小椋留三(おぐらとめぞう:1909~1994)
系統:木地山系
師匠:小椋久四郎
弟子:小椋英二
〔人物〕明治42年10月25日、雄勝郡皆瀬村川向の木地業小椋久四郎・キクの三男に生まる。小椋久太郎は長兄にあたる。大正11年小学校卒業後、父につき木地修業。種々の雑器を挽き、久四郎や久太郎こけしの木地下を挽いた。昭和12、3年ころ留三名儀のこけしを出し、首の廻る嵌込みとして鷹の湯等で売りだした。深沢要は手紙で照会して、次のような返信を得た。「御照会の件確実御回答申上候、小生事は久太郎と兄弟に有之候、然れどもこけしの製品は如何に兄弟親子なれども各自独特の点有之候、こけし製品は小生物は全部首廻りに有之候。型、久四郎、久太郎とは全然違い申候。小生は独立工場に御座候。少量見本品にても宜敷故御注文願い上げ候 。」そこで深沢要は注文状を送り、昭和13年8月に作品を入手して〈こけしの微笑〉でこれを紹介した。
しかし、昭和14年4月に深沢要が木地山に訪れ、描彩者を追求した結果、描彩は久太郎であり留三は描彩しないことがわかった。また前期の書状も久太郎の筆であることを確信した〈こけしの追求〉。結局、木地は一家で挽き貯めて、久太郎が久太郎型、留三型を描き分けていたのであった。
留三は、木地下を挽き、主には農業に従事しながら桁倉沼の管理も兼務していた。家は久太郎の家とは独立していた。妻女ハルエとの間の二男英二は木地を挽くようになり、後に転出して東京都下八王子でこけしを作るようになった。
留三は平成6年9月24日に没した、行年85歳。
小椋一家 昭和50年 撮影:橋本正明
左より 宏一、留三、久太郎、ミヨ、利亮、リヨ
〔作品〕木地は木地山の久太郎、留三を中心に一家で共同して挽いていたが、描彩は久太郎が一手に引き受け、久太郎名義も留三名義も描彩を行なっていた。したがって、久太郎名義のものの中にも留三が挽いたものはある。どれが留三が挽いたものかを特定することは困難である。

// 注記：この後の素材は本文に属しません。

//! Shared id and output types threaded between the Tarjan layer and the Reduced Graph layer.

use std::collections::BTreeSet;

use crate::arena::ArenaId;

/// A vertex id in the extended id space `[0, originalN] ∪ superNodeIds`.
pub type NodeId = usize;

/// An edge of the original graph, as given by the caller.
pub struct OriginalEdge {
    pub s: NodeId,
    pub t: NodeId,
    /// Marked by the last-drop-edge rule during a Tarjan pass: true if this edge is part of
    /// the 2-approximate minimum necessary-edge set for the SCC it currently sits inside.
    /// Meaningless (and never read) while `internal` is false.
    pub needed: bool,
    /// True once `s` and `t` resolve to the same SCC representative.
    pub internal: bool,
}

impl OriginalEdge {
    pub fn new(s: NodeId, t: NodeId) -> Self {
        OriginalEdge {
            s,
            t,
            needed: false,
            internal: false,
        }
    }
}

pub type EdgeId = ArenaId<OriginalEdge>;

/// A condensation-level edge between two distinct SCCs, backed by the set of original edges
/// it summarizes.
pub struct SuperEdge {
    pub s: NodeId,
    pub t: NodeId,
    pub sub_edges: BTreeSet<EdgeId>,
}

impl SuperEdge {
    pub fn new(s: NodeId, t: NodeId) -> Self {
        SuperEdge {
            s,
            t,
            sub_edges: BTreeSet::new(),
        }
    }
}

pub type SuperEdgeId = ArenaId<SuperEdge>;

/// Result of a merge-detecting operation (cycle-closing insertion, minimum-cover insertion,
/// or batch insertion). An empty `aff_node` means no merge happened.
#[derive(Default)]
pub struct IncOutput {
    /// The id every node in `aff_node` (plus the nodes already inside it) merges into.
    pub final_id: NodeId,
    /// Nodes whose SCC membership changes. Coming out of the condensation layer this is
    /// "nodes found to be mutually reachable"; once the Tarjan layer has folded the merge in,
    /// this becomes "super-edges to delete because their endpoints merged".
    pub aff_node: BTreeSet<NodeId>,
    /// Super-edges on the cycle that closed the merge; exactly one underlying original edge
    /// per super-edge gets marked `needed` to keep the 2-approximation bound.
    pub nec_edge: Vec<SuperEdgeId>,
    /// The edge whose insertion triggered this merge, if any (absent for the minimum-cover
    /// insertion path, which folds the new edge into `nec_edge` instead).
    pub added_edge: Option<EdgeId>,
}

/// Result of a split-detecting operation. `new_node.len() <= 1` means the SCC did not
/// actually split.
#[derive(Default)]
pub struct DecOutput {
    pub scc_id: NodeId,
    pub new_node: BTreeSet<NodeId>,
    pub deleted_edge: Option<EdgeId>,
    pub scc_node_list: Vec<NodeId>,
}

/// Snapshot of index-wide counters returned by `Graph::info()`.
#[derive(Debug, Clone, Copy, Default)]
pub struct GraphInfo {
    pub original_n: usize,
    pub original_m: u64,
    pub current_scc_count: usize,
    pub non_singleton_scc_count: usize,
    pub current_external_edges: u64,
    pub current_internal_edges: u64,
    pub necessary_edge_count: u64,
    pub scc_try_split: u64,
    pub scc_real_split: u64,
    pub scc_try_split_no_prune: u64,
    pub scc_real_split_no_prune: u64,
    pub scc_merge: u64,
}
impl TarjanLayer {
    /// Build the initial index from `original_n` vertices (ids `0..=original_n`) and an edge
    /// list. Runs the initial Tarjan pass immediately, so the returned layer already has a
    /// correct SCC partition and necessary-edge marking.
    pub fn build(original_n: usize, edge_list: &[(NodeId, NodeId)]) -> Self {
        let extend_n = (original_n + 2) / 2;
        let total = original_n + 1 + extend_n;

        let mut edges = Arena::new();
        let mut g = vec![Vec::new(); original_n + 1];
        for &(s, t) in edge_list {
            let id = edges.insert(OriginalEdge::new(s, t));
            g[s].push(id);
        }

        let mut scc_map = vec![-1i64; total];
        for slot in scc_map.iter_mut().skip(original_n + 1) {
            *slot = 0;
        }

        let empty_node = (original_n + 1..total).map(Reverse).collect();

        let mut layer = TarjanLayer {
            edges,
            g,
            m: edge_list.len() as u64,
            original_n,
            extend_n,
            empty_node,
            scc_map,
            inv_scc_map: vec![Vec::new(); total],
            nec_edge_num: vec![0; total],
            scratch: DfsScratch::new(original_n + 1),
        };

        layer.construction();
        layer
    }

    fn construction(&mut self) {
        let mut guard = ScratchGuard::new(&mut self.scratch);
        for u in 0..=self.original_n {
            if guard.dfn(u) == 0 {
                build(
                    &self.g,
                    &mut self.edges,
                    &mut self.scc_map,
                    &mut self.empty_node,
                    u,
                    &mut guard,
                );
            }
        }
        drop(guard);

        for u in 0..=self.original_n {
            let root = self.find(u);
            self.inv_scc_map[root].push(u);
        }
    }

    pub fn find(&self, u: NodeId) -> NodeId {
        if self.scc_map[u] <= 0 {
            u
        } else {
            self.scc_map[u] as NodeId
        }
    }

    pub fn in_same_scc(&self, u: NodeId, v: NodeId) -> bool {
        self.find(u) == self.find(v)
    }

    pub fn edge(&self, id: EdgeId) -> &OriginalEdge {
        self.edges.get(id)
    }

    pub(crate) fn edge_mut(&mut self, id: EdgeId) -> &mut OriginalEdge {
        self.edges.get_mut(id)
    }

    pub fn edge_insertion(&mut self, u: NodeId, v: NodeId) -> EdgeId {
        self.m += 1;
        let id = self.edges.insert(OriginalEdge::new(u, v));
        self.g[u].push(id);
        id
    }

    pub fn edge_remove(&mut self, u: NodeId, v: NodeId) -> Result<EdgeId, Report<GraphError>> {
        let position = self.g[u]
            .iter()
            .position(|&id| self.edges.get(id).t == v)
            .ok_or(GraphError::EdgeNotFound { s: u, t: v })
            .attach_printable("edge_remove: no such outgoing edge")?;
        Ok(self.g[u].remove(position))
    }

    /// Plain BFS reachability over the original (non-reduced) graph.
    pub fn query_reachable(&self, u: NodeId, v: NodeId) -> bool {
        if u == v {
            return true;
        }

        let mut visited = vec![false; self.original_n + 1];
        visited[u] = true;
        let mut frontier = vec![u];

        while !frontier.is_empty() {
            let mut next = Vec::new();
            for i in frontier {
                for &edge_id in &self.g[i] {
                    let edge = self.edges.get(edge_id);
                    if edge.t == v {
                        return true;
                    }
                    if !visited[edge.t] {
                        visited[edge.t] = true;
                        next.push(edge.t);
                    }
                }
            }
            frontier = next;
        }

        false
    }

    /// Mark `new_edge` (the edge that just closed a cycle across SCCs) necessary, then run
    /// [`TarjanLayer::insertion_manage_scc_node`]. No-op if `output.aff_node` is empty (no
    /// merge to perform).
    pub fn insertion_scc_merge(
        &mut self,
        new_edge: EdgeId,
        output: &mut IncOutput,
        representative_edges: &[EdgeId],
    ) {
        if output.aff_node.is_empty() {
            return;
        }
        self.edges.get_mut(new_edge).needed = true;
        self.insertion_manage_scc_node(output, representative_edges);
    }

    /// The minimum-cover insertion variant: the new edge's owning super-edge is already one of
    /// `output.nec_edge`, so there is nothing extra to mark beyond the representative edges.
    pub fn insertion_scc_minimum(&mut self, output: &mut IncOutput, representative_edges: &[EdgeId]) {
        if output.aff_node.is_empty() {
            return;
        }
        self.insertion_manage_scc_node(output, representative_edges);
    }

    /// Absorb every SCC named in `output.aff_node` into whichever one is currently largest
    /// (a fresh super-node id is drawn only if every affected SCC is a singleton), then set
    /// `output.final_id` and recompute its necessary-edge count.
    ///
    /// `representative_edges` must have one entry per `output.nec_edge`, each being an
    /// arbitrary original edge drawn from that super-edge's sub-edges: marking exactly one
    /// representative per cycle-closing super-edge is what keeps the necessary-edge set
    /// within the 2-approximation bound instead of marking every sub-edge.
    pub fn insertion_manage_scc_node(&mut self, output: &mut IncOutput, representative_edges: &[EdgeId]) {
        let mut max_id = None;
        let mut max_size: i64 = 0;
        let mut nec_edge_size: i64 = 0;

        for &i in &output.aff_node {
            let size = -self.scc_map[i];
            if size > max_size {
                max_size = size;
                max_id = Some(i);
            }
            nec_edge_size += self.nec_edge_num[i];
        }
        nec_edge_size += representative_edges.len() as i64;

        for &edge_id in representative_edges {
            self.edges.get_mut(edge_id).needed = true;
        }

        let max_id = if max_size == 1 {
            self.empty_node.pop().expect("empty node pool exhausted").0
        } else {
            max_id.expect("aff_node non-empty but no representative found")
        };

        for &i in &output.aff_node {
            if i != max_id {
                self.scc_map[max_id] += self.scc_map[i];
                let members = std::mem::take(&mut self.inv_scc_map[i]);
                for &node in &members {
                    self.scc_map[node] = max_id as i64;
                }
                self.inv_scc_map[max_id].extend(members);
                if i > self.original_n {
                    self.scc_map[i] = 0;
                    self.empty_node.push(Reverse(i));
                }
            }
        }

        output.final_id = max_id;
        self.nec_edge_num[max_id] = nec_edge_size;
        output.aff_node.remove(&max_id);
    }

    /// Detect whether removing the edge `(u, v)` splits the SCC containing both. `u` must
    /// currently reach `v` via the removed edge (caller already knows `in_same_scc(u, v)` and
    /// that the edge being removed was `needed`).
    pub fn deletion_scc(&mut self, u: NodeId, v: NodeId) -> DecOutput {
        let scc_id = self.find(u);
        let mut output = DecOutput {
            scc_id,
            ..Default::default()
        };

        let scc_node_list = std::mem::take(&mut self.inv_scc_map[scc_id]);
        for &i in &scc_node_list {
            self.scc_map[i] = -1;
        }

        let v_root = self.find(v);
        let mut redo = false;
        let mut prev_last_drop_num: i64 = 0;
        let threshold = 2 * (scc_node_list.len() as i64 - 1);
        let mut nec_edge_num = self.nec_edge_num[v_root];

        let found_alternative;
        {
            let mut guard = ScratchGuard::new(&mut self.scratch);
            found_alternative = try_build_internal(
                &self.g,
                &mut self.edges,
                &mut self.scc_map,
                &mut self.empty_node,
                self.original_n,
                u,
                v,
                &mut redo,
                &mut prev_last_drop_num,
                threshold,
                &mut nec_edge_num,
                &mut guard,
            );

            if found_alternative || redo {
                self.nec_edge_num[v_root] = nec_edge_num;
                drop(guard);
                for &i in &scc_node_list {
                    self.scc_map[i] = scc_id as i64;
                }
                self.inv_scc_map[scc_id] = scc_node_list;
                return output;
            }

            for &i in &scc_node_list {
                if guard.dfn(i) == 0 {
                    build_internal(&self.g, &mut self.edges, &mut self.scc_map, &mut self.empty_node, i, &mut guard);
                }
            }
        }
        self.nec_edge_num[v_root] = nec_edge_num;

        for &i in &scc_node_list {
            let root = self.find(i);
            self.inv_scc_map[root].push(i);
            output.new_node.insert(root);
        }
        output.scc_node_list = scc_node_list;

        self.repack_after_split(scc_id, &mut output);

        for &i in &output.new_node {
            self.nec_edge_num[i] = 0;
        }

        output
    }

    /// Re-partition every node of `scc_id` from scratch (used by batch deletion, where more
    /// than one internal edge left the SCC at once so the cheap single-edge probe does not
    /// apply).
    pub fn batch_deletion_scc(&mut self, scc_id: NodeId) -> DecOutput {
        let mut output = DecOutput {
            scc_id,
            ..Default::default()
        };

        let scc_node_list = std::mem::take(&mut self.inv_scc_map[scc_id]);
        for &i in &scc_node_list {
            self.scc_map[i] = -1;
        }

        {
            let mut guard = ScratchGuard::new(&mut self.scratch);
            for &i in &scc_node_list {
                if guard.dfn(i) == 0 {
                    build_internal(&self.g, &mut self.edges, &mut self.scc_map, &mut self.empty_node, i, &mut guard);
                }
            }
        }

        let mut output_scc: BTreeSet<NodeId> = BTreeSet::new();
        for &i in &scc_node_list {
            output_scc.insert(self.find(i));
        }

        if output_scc.len() == 1 {
            let only = *output_scc.iter().next().unwrap();
            self.scc_map[only] = 0;
            self.empty_node.push(Reverse(only));
            for &i in &scc_node_list {
                self.scc_map[i] = scc_id as i64;
            }
            self.inv_scc_map[scc_id] = scc_node_list;
        } else {
            for &i in &scc_node_list {
                let root = self.find(i);
                self.inv_scc_map[root].push(i);
                output.new_node.insert(root);
            }
            output.scc_node_list = scc_node_list;
            self.repack_after_split(scc_id, &mut output);
        }

        output
    }

    /// Shared tail of `deletion_scc`/`batch_deletion_scc`: keep the old SCC id attached to
    /// whichever resulting piece is largest, so the Reduced Graph layer has to rewrite the
    /// fewest super-edges.
    fn repack_after_split(&mut self, scc_id: NodeId, output: &mut DecOutput) {
        let mut max_id = scc_id;
        let mut max_size: i64 = 0;
        for &i in &output.new_node {
            if self.scc_map[i] < max_size {
                max_size = self.scc_map[i];
                max_id = i;
            }
        }

        if max_size <= -2 {
            self.inv_scc_map.swap(max_id, scc_id);
            let members = self.inv_scc_map[scc_id].clone();
            for node in members {
                self.scc_map[node] = scc_id as i64;
            }
            self.scc_map[scc_id] = self.scc_map[max_id];
            self.scc_map[max_id] = 0;
            self.empty_node.push(Reverse(max_id));

            output.new_node.remove(&max_id);
            output.new_node.insert(scc_id);
        } else {
            self.scc_map[scc_id] = 0;
            self.empty_node.push(Reverse(scc_id));
        }
    }
}
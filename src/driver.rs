//! Public entry point: owns both layers and orchestrates the five update algorithms plus the
//! read-only queries.

use std::collections::BTreeMap;

use error_stack::Report;

use crate::error::GraphError;
use crate::reduced_graph::ReducedGraphLayer;
use crate::tarjan::TarjanLayer;
use crate::types::{EdgeId, GraphInfo, NodeId};

pub struct Graph {
    tarjan: TarjanLayer,
    reduced: ReducedGraphLayer,

    scc_try_split: u64,
    scc_real_split: u64,
    scc_try_split_no_prune: u64,
    scc_real_split_no_prune: u64,
    scc_merge: u64,
}

impl Graph {
    /// Build the index from `original_n` vertices (ids `0..=original_n`) and an initial edge
    /// list. Both layers are fully Tarjan'd before this returns.
    pub fn build(original_n: usize, edge_list: &[(NodeId, NodeId)]) -> Self {
        let mut tarjan = TarjanLayer::build(original_n, edge_list);
        let reduced = ReducedGraphLayer::new(&mut tarjan);

        Graph {
            tarjan,
            reduced,
            scc_try_split: 0,
            scc_real_split: 0,
            scc_try_split_no_prune: 0,
            scc_real_split_no_prune: 0,
            scc_merge: 0,
        }
    }

    pub fn in_same_scc(&self, u: NodeId, v: NodeId) -> bool {
        self.tarjan.in_same_scc(u, v)
    }

    /// The current SCC representative of `v` (a vertex id for a singleton, a super-node id
    /// otherwise).
    pub fn find(&self, v: NodeId) -> NodeId {
        self.tarjan.find(v)
    }

    /// The necessary-edge count of the SCC containing `v`.
    pub fn scc_necessary_edge_count(&self, v: NodeId) -> i64 {
        self.tarjan.nec_edge_num[self.tarjan.find(v)]
    }

    pub fn query_reachable(&self, u: NodeId, v: NodeId) -> bool {
        self.tarjan.query_reachable(u, v)
    }

    /// Resolve each of `output.nec_edge`'s super-edges down to one representative original
    /// edge (the first id in its `sub_edges` set), the input `TarjanLayer::insertion_manage_scc_node`
    /// expects.
    fn representative_edges(&self, nec_edge: &[crate::types::SuperEdgeId]) -> Vec<EdgeId> {
        nec_edge
            .iter()
            .map(|&id| {
                *self
                    .reduced
                    .super_edge(id)
                    .sub_edges
                    .iter()
                    .next()
                    .expect("super-edge with no sub-edges should already have been deleted")
            })
            .collect()
    }

    /// Insert `(u, v)`, folding it in via the cheap single-witness-cycle probe.
    pub fn insertion(&mut self, u: NodeId, v: NodeId) {
        let new_edge = self.tarjan.edge_insertion(u, v);
        self.reduced.single_insertion(&mut self.tarjan, new_edge);

        let s = self.tarjan.find(u);
        let t = self.tarjan.find(v);
        if s == t {
            return;
        }

        let mut output = self.reduced.may_merge(s, t);
        if output.aff_node.is_empty() {
            return;
        }

        self.scc_merge += 1;
        let representative_edges = self.representative_edges(&output.nec_edge);
        self.tarjan
            .insertion_scc_merge(new_edge, &mut output, &representative_edges);
        self.reduced.apply_merge(&mut self.tarjan, &output);
    }

    /// Insert `(u, v)`, and if it closes a cycle, fully re-Tarjan the affected slice of the
    /// condensation so `nec_edge` is a minimum cover of every cycle closed, not just one
    /// witness.
    pub fn insertion_minimum(&mut self, u: NodeId, v: NodeId) {
        let new_edge = self.tarjan.edge_insertion(u, v);
        self.reduced.single_insertion(&mut self.tarjan, new_edge);

        let s = self.tarjan.find(u);
        let t = self.tarjan.find(v);
        if s == t {
            return;
        }

        let mut output = self.reduced.insertion_minimum(&mut self.tarjan, new_edge);
        if output.aff_node.is_empty() {
            return;
        }

        self.scc_merge += 1;
        let representative_edges = self.representative_edges(&output.nec_edge);
        self.tarjan
            .insertion_scc_minimum(&mut output, &representative_edges);
        self.reduced.apply_merge(&mut self.tarjan, &output);
    }

    /// Insert every `(u, v)` pair in `edges`, then resolve every merge the whole batch closes
    /// in one condensation-level pass.
    pub fn batch_insertion(&mut self, edges: &[(NodeId, NodeId)]) {
        let new_edges: Vec<EdgeId> = edges
            .iter()
            .map(|&(u, v)| self.tarjan.edge_insertion(u, v))
            .collect();

        let outputs: BTreeMap<NodeId, crate::types::IncOutput> =
            self.reduced.batch_insertion(&mut self.tarjan, &new_edges);

        for (_, mut output) in outputs {
            if output.aff_node.is_empty() {
                continue;
            }
            self.scc_merge += 1;
            let representative_edges = self.representative_edges(&output.nec_edge);
            self.tarjan
                .insertion_scc_minimum(&mut output, &representative_edges);
            self.reduced.apply_merge(&mut self.tarjan, &output);
        }
    }

    /// Remove the edge `(u, v)`. If it was marked `needed`, probe whether its SCC actually
    /// splits; otherwise this is a cheap no-op for the partition.
    pub fn deletion(&mut self, u: NodeId, v: NodeId) -> Result<(), Report<GraphError>> {
        let edge_id = self.tarjan.edge_remove(u, v)?;
        let was_internal = self.tarjan.edge(edge_id).internal;
        let was_needed = self.tarjan.edge(edge_id).needed;

        if !was_internal {
            self.reduced.single_deletion(&self.tarjan, edge_id);
            return Ok(());
        }

        if !was_needed {
            return Ok(());
        }

        self.scc_try_split += 1;
        let output = self.tarjan.deletion_scc(u, v);
        if output.new_node.len() > 1 {
            self.scc_real_split += 1;
            self.reduced.deletion_scc(&mut self.tarjan, &output);
        }
        Ok(())
    }

    /// Like [`Graph::deletion`], but always probes for a split regardless of whether the
    /// removed edge was marked `needed` — the unpruned baseline `deletion` optimizes away.
    pub fn deletion_without_pruning_power(&mut self, u: NodeId, v: NodeId) -> Result<(), Report<GraphError>> {
        let edge_id = self.tarjan.edge_remove(u, v)?;
        let was_internal = self.tarjan.edge(edge_id).internal;

        if !was_internal {
            self.reduced.single_deletion(&self.tarjan, edge_id);
            return Ok(());
        }

        self.scc_try_split_no_prune += 1;
        let output = self.tarjan.deletion_scc(u, v);
        if output.new_node.len() > 1 {
            self.scc_real_split_no_prune += 1;
            self.reduced.deletion_scc(&mut self.tarjan, &output);
        }
        Ok(())
    }

    /// Remove every `(u, v)` pair, then fully re-Tarjan each SCC that lost more than one
    /// internal edge in the same batch.
    pub fn batch_deletion(&mut self, edges: &[(NodeId, NodeId)]) -> Result<(), Report<GraphError>> {
        let mut touched: std::collections::BTreeSet<NodeId> = std::collections::BTreeSet::new();

        for &(u, v) in edges {
            let edge_id = self.tarjan.edge_remove(u, v)?;
            if self.tarjan.edge(edge_id).internal {
                touched.insert(self.tarjan.find(u));
            } else {
                self.reduced.single_deletion(&self.tarjan, edge_id);
            }
        }

        for scc_id in touched {
            self.scc_try_split += 1;
            let output = self.tarjan.batch_deletion_scc(scc_id);
            if output.new_node.len() > 1 {
                self.scc_real_split += 1;
                self.reduced.deletion_scc(&mut self.tarjan, &output);
            }
        }
        Ok(())
    }

    /// A fresh snapshot of every counter a caller would want to log.
    pub fn info(&self) -> GraphInfo {
        let mut non_singleton = 0usize;
        let mut current_scc_count = 0usize;
        let mut current_internal_edges: u64 = 0;
        let mut necessary_edge_count: u64 = 0;

        for i in 0..=self.tarjan.original_n + self.tarjan.extend_n {
            let members = &self.tarjan.inv_scc_map[i];
            if members.is_empty() {
                continue;
            }
            current_scc_count += 1;
            if members.len() > 1 {
                non_singleton += 1;
            }
        }

        for i in 0..self.tarjan.g.len() {
            for &edge_id in &self.tarjan.g[i] {
                let edge = self.tarjan.edge(edge_id);
                if edge.internal {
                    current_internal_edges += 1;
                    if edge.needed {
                        necessary_edge_count += 1;
                    }
                }
            }
        }

        let current_external_edges = self.tarjan.m - current_internal_edges;

        GraphInfo {
            original_n: self.tarjan.original_n,
            original_m: self.tarjan.m,
            current_scc_count,
            non_singleton_scc_count: non_singleton,
            current_external_edges,
            current_internal_edges,
            necessary_edge_count,
            scc_try_split: self.scc_try_split,
            scc_real_split: self.scc_real_split,
            scc_try_split_no_prune: self.scc_try_split_no_prune,
            scc_real_split_no_prune: self.scc_real_split_no_prune,
            scc_merge: self.scc_merge,
        }
    }
}

#[cfg(test)]
mod tests {
    use super::*;

    #[test]
    fn insertion_merges_a_path_into_a_cycle() {
        let mut graph = Graph::build(2, &[(0, 1), (1, 2)]);
        assert!(!graph.in_same_scc(0, 2));
        graph.insertion(2, 0);
        assert!(graph.in_same_scc(0, 2));
        assert!(graph.in_same_scc(1, 2));
    }

    #[test]
    fn deletion_splits_a_cycle_back_into_singletons() {
        let mut graph = Graph::build(2, &[(0, 1), (1, 2), (2, 0)]);
        assert!(graph.in_same_scc(0, 2));
        graph.deletion(2, 0).unwrap();
        assert!(!graph.in_same_scc(0, 2));
    }

    #[test]
    fn deletion_of_unknown_edge_is_an_error() {
        let mut graph = Graph::build(2, &[(0, 1)]);
        assert!(graph.deletion(1, 0).is_err());
    }

    #[test]
    fn insertion_minimum_merges_same_as_insertion() {
        let mut graph = Graph::build(2, &[(0, 1), (1, 2)]);
        graph.insertion_minimum(2, 0);
        assert!(graph.in_same_scc(0, 1));
        assert!(graph.in_same_scc(1, 2));
    }

    #[test]
    fn batch_insertion_merges_multiple_cycles() {
        let mut graph = Graph::build(4, &[(0, 1), (1, 2), (2, 0), (3, 4), (4, 3)]);
        assert!(graph.in_same_scc(0, 2));
        assert!(graph.in_same_scc(3, 4));
        assert!(!graph.in_same_scc(0, 3));
        let info = graph.info();
        assert_eq!(info.original_n, 4);
    }

    #[test]
    fn batch_deletion_splits_every_touched_scc() {
        let mut graph = Graph::build(2, &[(0, 1), (1, 2), (2, 0)]);
        graph.batch_deletion(&[(2, 0)]).unwrap();
        assert!(!graph.in_same_scc(0, 2));
    }
}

ただ、留三型の木地の形態は、鳴子の立ち子と共通するものであり、伊藤儀一郎などの姿とも通じる。あるいは久四郎が、小野寺梅太郎の影響で前垂模様を描き始めて、太い直胴の木地になっていく前の、木地山こけしの原型に近いかもしれない。
〔30.5cm(昭和13年)(沼倉孝彦蔵)〕
〔右より 13.9cm、25.8cm、30.0cm、25.8cm(昭和13~14年)(日本こけし館)〕
深沢コレクション 小椋留三名義の小椋久太郎作
右から二本目が〈こけしの微笑〉に写真掲載されたこけし
〔伝統〕木地山系
後継者は二男の小椋英二であったが、英二も令和2年3月22日に行年数え年76歳逝去した。